Fig. 4. PRE-driven ensemble simulated annealing calculations characterizing the minor closed states of CaM with interdomain contacts

(A,B) Dependence of the interdomain PRE Q-factor for S17C (blue) and A128C (green) as a function of (A) minor state population (using an 8-member ensemble) and (B) ensemble size (for a minor state population of 10%) for CaM-4Ca²⁺, apo CaM, and apo CaM + MLCK peptide. (C,D) The resulting fits to the PRE profiles for (C) S17C and (D) A128C for a minor state population of 10% represented by an 8-member ensemble (calculated, magenta lines; experimental, black circles; error bars, 1 s.d.).

Fig. 5. Visualizing the minor closed-state ensembles of CaM-4Ca²⁺ and apo CaM

(A) CaM-4Ca²⁺-MLCK complex (with CaM in cyan and MLCK peptide in blue) overlaid on the CaM-4Ca²⁺ dumbbell structure (green), best-fitted to either the N-terminal (left panel) or C-terminal (right panel) domains. Twenty-six additional peptide-bound structures were overlaid in the same manner, and these are represented by the atomic probability density maps shown in grey for the C-terminal domain (left) and N-terminal domain (right).
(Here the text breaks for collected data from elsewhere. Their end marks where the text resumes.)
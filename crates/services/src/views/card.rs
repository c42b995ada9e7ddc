use chrono::NaiveDate;
use lesson_core::classify::{classify, detect_delay, LessonStatus};
use lesson_core::model::{Lesson, RowIndex, StepName};
use lesson_core::pipeline::{Phase, PipelineDefinition};
use lesson_core::progress::{
    last_completed_step, next_pending_step, phase_overview, PhaseOverview, PipelineStep, Progress,
};
use serde::Serialize;

/// Schedule alert shown on top of a card.
#[derive(Debug, Clone, PartialEq, Eq, Serialize)]
#[serde(tag = "kind", rename_all = "camelCase", rename_all_fields = "camelCase")]
pub enum DelayBanner {
    Overdue {
        days: i64,
        stuck_at: Option<StepName>,
    },
    DueSoon {
        days_remaining: i64,
        stuck_at: Option<StepName>,
    },
}

#[derive(Debug, Clone, PartialEq, Eq, Serialize)]
#[serde(rename_all = "camelCase")]
pub struct StepCheck {
    pub step: StepName,
    pub phase: Phase,
    pub checked: bool,
    /// Checking this step may be followed by a review request.
    pub review_gate: bool,
}

/// Everything a lesson card displays.
#[derive(Debug, Clone, PartialEq, Eq, Serialize)]
#[serde(rename_all = "camelCase")]
pub struct LessonCard {
    pub row_index: RowIndex,
    pub assignee: String,
    pub title: String,
    pub start_date: Option<NaiveDate>,
    pub due_date: Option<NaiveDate>,
    pub release_date: Option<NaiveDate>,
    pub progress: Progress,
    pub status: LessonStatus,
    pub banner: Option<DelayBanner>,
    pub overview: PhaseOverview,
    /// Most advanced checked step.
    pub last_completed: Option<PipelineStep>,
    pub checklist: Vec<StepCheck>,
}

impl LessonCard {
    #[must_use]
    pub fn build(pipeline: &PipelineDefinition, lesson: &Lesson, today: NaiveDate) -> Self {
        let verdict = detect_delay(lesson, today);
        let stuck_at = || next_pending_step(pipeline, lesson).map(|next| next.step);
        let banner = if verdict.is_delayed {
            Some(DelayBanner::Overdue {
                days: verdict.days_overdue,
                stuck_at: stuck_at(),
            })
        } else if verdict.is_warning {
            Some(DelayBanner::DueSoon {
                days_remaining: verdict.days_remaining(),
                stuck_at: stuck_at(),
            })
        } else {
            None
        };

        let checklist = pipeline
            .ordered()
            .map(|(phase, step)| StepCheck {
                step: step.clone(),
                phase,
                checked: lesson.is_checked(phase, step.as_str()),
                review_gate: pipeline.is_review_gate(step.as_str()),
            })
            .collect();

        Self {
            row_index: lesson.row_index(),
            assignee: lesson.assignee().to_owned(),
            title: lesson.title().to_owned(),
            start_date: lesson.start_date(),
            due_date: lesson.due_date(),
            release_date: lesson.release_date(),
            progress: lesson.progress(),
            status: classify(lesson, today),
            banner,
            overview: phase_overview(pipeline, lesson),
            last_completed: last_completed_step(pipeline, lesson),
            checklist,
        }
    }
}

#[cfg(test)]
mod tests {
    use super::*;
    use chrono::Duration;
    use lesson_core::model::{LessonFields, StepMap};
    use lesson_core::time::fixed_today;

    fn card(checked: &[&str], due: i64) -> LessonCard {
        let pipeline = PipelineDefinition::new(["A", "B"], ["C"], ["B"]).unwrap();
        let fields = LessonFields {
            title: "Lesson".into(),
            due_date: Some(fixed_today() + Duration::days(due)),
            ..LessonFields::default()
        };
        let mut lesson =
            Lesson::new(&pipeline, RowIndex::new(2), fields, StepMap::new(), StepMap::new())
                .unwrap();
        for step in checked {
            lesson.set_step(&pipeline, step, true).unwrap();
        }
        LessonCard::build(&pipeline, &lesson, fixed_today())
    }

    #[test]
    fn overdue_banner_names_stuck_step() {
        let card = card(&["A"], -2);
        assert_eq!(
            card.banner,
            Some(DelayBanner::Overdue {
                days: 2,
                stuck_at: Some(StepName::new("B")),
            })
        );
        assert_eq!(card.status, LessonStatus::InProgress);
        assert_eq!(
            card.last_completed.map(|last| last.step),
            Some(StepName::new("A"))
        );
    }

    #[test]
    fn due_soon_banner_counts_remaining_days() {
        let card = card(&[], 3);
        assert_eq!(
            card.banner,
            Some(DelayBanner::DueSoon {
                days_remaining: 3,
                stuck_at: Some(StepName::new("A")),
            })
        );
    }

    #[test]
    fn checklist_marks_review_gates() {
        let card = card(&["A"], 30);
        assert_eq!(card.banner, None);
        let gates: Vec<&str> = card
            .checklist
            .iter()
            .filter(|c| c.review_gate)
            .map(|c| c.step.as_str())
            .collect();
        assert_eq!(gates, vec!["B"]);
        assert!(card.checklist[0].checked);
    }
}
These structures (PDB codes 1CDL, 1CDM, 1MXE, 1NIW, 1QS7, 1QTX, 1VRK, 1YR5, 1ZUZ, 2BE6, 2F3Y, 2F3Z, 2FOT, 2HQW, 2O5G, 2O60, 2VAY, 3BXL, 3BYA, 3DVE, 3DVJ, 3DVK, 3DVM, 3EWT, 3EWV, 3GP2) represent a wide array of different 1:1 canonical CaM-peptide complexes, but it can be seen that the conformational space occupied by the two domains is very similar to that in the CaM-4Ca²⁺-MLCK complex. (B–D) Atomic probability density maps showing the conformational space sampled by the minor species ensemble for (B) CaM-4Ca²⁺, (C) apo CaM, and (D) the apo CaM-MLCK complex. The minor state atomic probability maps are derived from 100 independent PRE-driven simulated annealing calculations using an 8-member ensemble (i.e. 800 total structures) at a population of 10%, and plotted at multiple contour levels ranging from 0.1 (transparent blue) to 0.5 (opaque red). The gray probability density maps, plotted at a single contour level of 0.1 of maximum, show the conformational space consistent with interdomain PRE values ≤ 2 s⁻¹ and represent the major state ensemble characterized by no interdomain contacts and an occupancy of ~90% (see also Fig. S9A). In the left-hand panels, all ensemble members are best-fitted to the N-terminal domain (dark green) and the probability density maps are shown for the C-terminal domain. In the right-hand panels, all ensembles are best-fitted to the C-terminal domain (dark green) and the probability density maps are shown for the N-terminal domain. All panels are displayed in the same orientation, and the extended dumbbell structure is displayed as a ribbon diagram for reference (with the structures of the individual domains in panels C and D replaced by those for apo CaM).